Programm Herbst 2010
Mittwoch, 15. September 2010:
Bilder aus dem Kopf
Referent:
Oberkommissar Mirko Roscher,
Landeskriminalamt Eberswalde, Kriminal-
wissenschaftliches Zentrum
Stellt euch vor, ihr sollt eure beste Freundin oder euern besten Freund so beschreiben, dass man ein Phantombild von ihnen erstellen kann. Würde euch das auf Anhieb gelingen? Welche markanten Merkmale fallen euch sofort ein? Die Frisur, die Nase, die Augen? Oder müsst ihr nicht doch etwas länger überlegen? Die Spezialisten vom Kriminalwissenschaftlichen Institut, die sich mit der visuellen Fahndungshilfe beschäftigen, müssen unter Tausenden von Gesichtsvorlagen auf dem Computer das Gesicht herausfinden, das dem Täter am nächsten ist. Das aber steht und fällt mit dem Zeugen, seinem Erinnerungs- und Wiedergabevermögen. Die Erinnerung hängt aber von vielen Einflüssen ab und nicht selten erschweren Wahrnehmungsverfälschungen und optische Täuschungen die Erstellung des Phantombildes. Zwei Zeugen – zwei Bilder! Wie man dennoch zu einer Vorlage für eine gezielte Fahndung kommen kann, erklärt euch Oberkommissar Marko Roscher vom Kriminalwissenschaftlichen Zentrum – dem brandenburgischen CSI.

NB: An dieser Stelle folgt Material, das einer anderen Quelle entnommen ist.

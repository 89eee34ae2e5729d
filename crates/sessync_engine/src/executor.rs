//! Applies planned actions against the remote service and the local store.

use crate::config::SyncConfig;
use crate::error::{EngineResult, SyncError};
use crate::handle::{OpenSessions, SessionHandle};
use crate::history::HistoryStrategy;
use crate::merge::{merge_and_save, MergeInput};
use crate::model::{ActionType, SyncAction, SyncResult};
use crate::remote::RemoteSessionService;
use crate::store::LocalSessionStore;
use std::sync::Arc;
use tracing::{debug, info, warn};
use uuid::Uuid;

/// What happened to a single action.
#[derive(Debug, Clone, Copy, PartialEq, Eq)]
enum Outcome {
    Applied,
    /// The local session changed after planning.
    Stale,
}

/// Upload payload read from the local archive inside the session queue.
struct UploadPayload {
    name: String,
    modified: i64,
    bytes: Vec<u8>,
}

enum UploadStep {
    Stale,
    Ready(UploadPayload),
}

/// Executes sync actions.
///
/// Local mutations run inside the store's serial executor under the action's
/// session id; remote calls run outside it. Every action ends up in exactly
/// one of `succeeded`, `failed` or `skipped`, except `NoOp` which is ignored.
pub struct SyncExecutor<R, S, H> {
    remote: Arc<R>,
    store: Arc<S>,
    history: Arc<H>,
    merge_before_upload: bool,
}

impl<R, S, H> SyncExecutor<R, S, H>
where
    R: RemoteSessionService,
    S: LocalSessionStore,
    H: HistoryStrategy,
{
    /// Creates an executor.
    pub fn new(remote: Arc<R>, store: Arc<S>, history: Arc<H>) -> Self {
        Self {
            remote,
            store,
            history,
            merge_before_upload: true,
        }
    }

    /// Creates an executor configured from a [`SyncConfig`].
    pub fn with_config(
        remote: Arc<R>,
        store: Arc<S>,
        history: Arc<H>,
        config: &SyncConfig,
    ) -> Self {
        Self::new(remote, store, history).with_merge_before_upload(config.merge_before_upload)
    }

    /// Enables or disables fetching remote content before an upload.
    pub fn with_merge_before_upload(mut self, enabled: bool) -> Self {
        self.merge_before_upload = enabled;
        self
    }

    /// Executes `actions` in order.
    ///
    /// A failing action is recorded and does not stop the batch.
    pub fn execute(
        &self,
        actions: &[SyncAction],
        open: &OpenSessions,
        remote_project: &str,
    ) -> SyncResult {
        let mut result = SyncResult::new();

        for action in actions {
            let id = action.session_id;
            let handle = open.get(&id).cloned();
            let outcome = match action.action_type {
                ActionType::DeleteRemote => self.delete_remote(action),
                ActionType::DeleteLocal => self.delete_local(action, handle),
                ActionType::Download => self.download(action, handle),
                ActionType::Upload => self.upload(action, handle, remote_project),
                ActionType::NoOp => continue,
            };

            match outcome {
                Ok(Outcome::Applied) => {
                    debug!(session = %id, action = %action.action_type, "action applied");
                    result.succeeded.push(id);
                }
                Ok(Outcome::Stale) => {
                    info!(
                        session = %id,
                        action = %action.action_type,
                        "local session changed since planning, skipping"
                    );
                    result.skipped.push(action.clone());
                }
                Err(e) => {
                    warn!(
                        session = %id,
                        action = %action.action_type,
                        error = %e,
                        "sync action failed"
                    );
                    result.failed.insert(id, e);
                }
            }
        }

        result
    }

    fn delete_remote(&self, action: &SyncAction) -> EngineResult<Outcome> {
        let id = action.session_id;
        self.remote.delete_session(id)?;

        let store = Arc::clone(&self.store);
        self.store
            .session_executor()
            .run(id, move || store.remove_tombstone(id))??;
        info!(session = %id, "propagated local deletion to remote");
        Ok(Outcome::Applied)
    }

    fn delete_local(
        &self,
        action: &SyncAction,
        handle: Option<Arc<dyn SessionHandle>>,
    ) -> EngineResult<Outcome> {
        let id = action.session_id;
        let store = Arc::clone(&self.store);
        let planned = action.clone();

        self.store.session_executor().run(id, move || -> EngineResult<Outcome> {
            if local_changed_since(&*store, &planned) {
                return Ok(Outcome::Stale);
            }
            if store.delete_archive(id)? {
                info!(session = %id, "deleted local session removed on remote");
            }
            store.remove_cached(id);
            if let Some(handle) = handle {
                handle.open_default_session();
            }
            Ok(Outcome::Applied)
        })?
    }

    fn download(
        &self,
        action: &SyncAction,
        handle: Option<Arc<dyn SessionHandle>>,
    ) -> EngineResult<Outcome> {
        let id = action.session_id;
        let remote_meta = action
            .remote_meta
            .clone()
            .ok_or_else(|| invalid_action(action, "no remote metadata"))?;

        if local_changed_since(&*self.store, action) {
            return Ok(Outcome::Stale);
        }
        let content = self.remote.get_content(id)?;

        let store = Arc::clone(&self.store);
        let history = Arc::clone(&self.history);
        let planned = action.clone();

        self.store.session_executor().run(id, move || -> EngineResult<Outcome> {
            if local_changed_since(&*store, &planned) {
                return Ok(Outcome::Stale);
            }

            match &planned.local_info {
                None => save_fresh_download(&*store, id, &content, handle.as_ref())?,
                Some(local_info) => {
                    let input = MergeInput {
                        session_id: id,
                        remote_content: &content,
                        local_info: Some(local_info),
                        remote_meta: &remote_meta,
                        local_is_newer: false,
                    };
                    if let Err(e) = merge_and_save(&*store, &*history, input, handle.as_ref()) {
                        if matches!(e, SyncError::UnreadableRemote(_)) {
                            store.mark_unreadable(id, &content)?;
                        }
                        return Err(e);
                    }
                }
            }
            Ok(Outcome::Applied)
        })?
    }

    fn upload(
        &self,
        action: &SyncAction,
        handle: Option<Arc<dyn SessionHandle>>,
        remote_project: &str,
    ) -> EngineResult<Outcome> {
        let id = action.session_id;
        if action.local_info.is_none() {
            return Err(invalid_action(action, "no local metadata"));
        }
        if local_changed_since(&*self.store, action) {
            return Ok(Outcome::Stale);
        }

        // A soft-deleted remote is being resurrected; its old content is not
        // merged back.
        let remote_content = match &action.remote_meta {
            Some(meta) if self.merge_before_upload && !meta.is_deleted() => {
                match self.remote.get_content(id) {
                    Ok(content) => Some((content, meta.clone())),
                    Err(e) => {
                        warn!(
                            session = %id,
                            error = %e,
                            "could not fetch remote content before upload, uploading local copy"
                        );
                        None
                    }
                }
            }
            _ => None,
        };

        let store = Arc::clone(&self.store);
        let history = Arc::clone(&self.history);
        let planned = action.clone();

        let step = self.store.session_executor().run(id, move || -> EngineResult<UploadStep> {
            if local_changed_since(&*store, &planned) {
                return Ok(UploadStep::Stale);
            }

            if let Some((content, remote_meta)) = &remote_content {
                let input = MergeInput {
                    session_id: id,
                    remote_content: content,
                    local_info: planned.local_info.as_ref(),
                    remote_meta,
                    local_is_newer: true,
                };
                match merge_and_save(&*store, &*history, input, handle.as_ref()) {
                    Ok(_) => {}
                    Err(SyncError::UnreadableRemote(_)) => {
                        warn!(session = %id, "remote content unreadable, uploading local copy");
                    }
                    Err(e) => return Err(e),
                }
            }

            let bytes = store.read_archive(id)?.ok_or(SyncError::ArchiveMissing(id))?;
            let path = store.archive_path(id);
            let info = store.read_info(&path)?.ok_or_else(|| {
                SyncError::archive(format!("no manifest in {}", path.display()))
            })?;
            Ok(UploadStep::Ready(UploadPayload {
                name: info.name,
                modified: info.modified,
                bytes,
            }))
        })??;

        match step {
            UploadStep::Stale => Ok(Outcome::Stale),
            UploadStep::Ready(payload) => {
                self.remote.write_session(
                    id,
                    remote_project,
                    &payload.name,
                    payload.modified,
                    &payload.bytes,
                )?;
                info!(session = %id, bytes = payload.bytes.len(), "uploaded session");
                Ok(Outcome::Applied)
            }
        }
    }
}

/// True if the cache shows a modification strictly newer than the one the
/// action was planned against. A missing cache entry, or an action planned
/// without local metadata, is never stale.
fn local_changed_since<S: LocalSessionStore + ?Sized>(store: &S, action: &SyncAction) -> bool {
    let Some(planned) = &action.local_info else {
        return false;
    };
    store
        .cached(action.session_id)
        .is_some_and(|current| current.modified > planned.modified)
}

/// Writes a session that did not exist locally.
fn save_fresh_download<S: LocalSessionStore + ?Sized>(
    store: &S,
    id: Uuid,
    content: &[u8],
    handle: Option<&Arc<dyn SessionHandle>>,
) -> EngineResult<()> {
    store.write_archive(id, content)?;
    let path = store.archive_path(id);

    let info = match store.read_info(&path) {
        Ok(Some(info)) if info.id == id => Some(info),
        Ok(Some(info)) => {
            warn!(
                session = %id,
                manifest_id = %info.id,
                "downloaded manifest names another session"
            );
            None
        }
        Ok(None) => None,
        Err(e) => {
            warn!(session = %id, error = %e, "could not read downloaded manifest");
            None
        }
    };

    let Some(info) = info else {
        store.delete_archive(id)?;
        store.mark_unreadable(id, content)?;
        return Err(SyncError::UnreadableRemote(id));
    };

    store.put_cached(info);
    if let Some(handle) = handle {
        handle.reload();
    }
    info!(session = %id, "downloaded new session");
    Ok(())
}

fn invalid_action(action: &SyncAction, reason: &str) -> SyncError {
    SyncError::InvalidAction {
        action: action.action_type.to_string(),
        session_id: action.session_id,
        reason: reason.into(),
    }
}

15. September 2010, 10:00-11:00 Uhr
Stadtcampus, Haus 2, Hörsaal 1
Donnerstag, 16. September 2010:
Sensoren – Die Sinnesorgane der Technik
Referent:
Prof. Dr.-Ing. Erhard Stein, Hochschule Lausitz
Da schließt sich bei beginnender Dunkelheit automatisch der Rollladen vor dem Fenster. Die Heizung stellt sich von selbst an, wenn es zu kalt wird. Die Türen vom Supermarkt öffnen sich von allein, wenn du kommst. Hier wie bei vielen anderen Gelegenheiten sind Sensoren im Spiel. Gemeinsam mit Prof. Stein untersucht ihr, wie Sensoren wirken. Und ihr erfahrt auch noch, wie eine Wärmebildkamera funktioniert.
16. September 2010, 10:00-11:00 Uhr und 11:20-12:20 Uhr
Waldcampus, großer Hörsaal
Freitag, 17. September 2010:
Warum – zum Kuckuck – gibt es so viele verschiedene Tierchen?
Referent:
Prof. Dr. Ulrich Schulz, Hochschule für nachhaltige Entwicklung Eberswalde
Das Schwein kennt jeder - und all die anderen Tiere, die man essen kann. Aber die vielen kleinen Tiere, die kennt kein Schwein. Dabei wimmelt es überall nur so davon: im Boden, im Wasser und sogar im Menschen. Doch sind diese vielen Tierchen wichtig? Und was – zum Kuckuck – machen die da? Dr. Ulrich Schulz ist Professor für Angewandte Tierökologie und Zoologie und kann euch dazu eine Menge erzählen.
17. September 2010, 10:00-11:00 Uhr
Stadtcampus, Haus 2, Hörsaal 1
Anmeldungen für die Veranstaltungen vom 15.-17.09.2010 erfolgen über die teilnehmenden Schulen.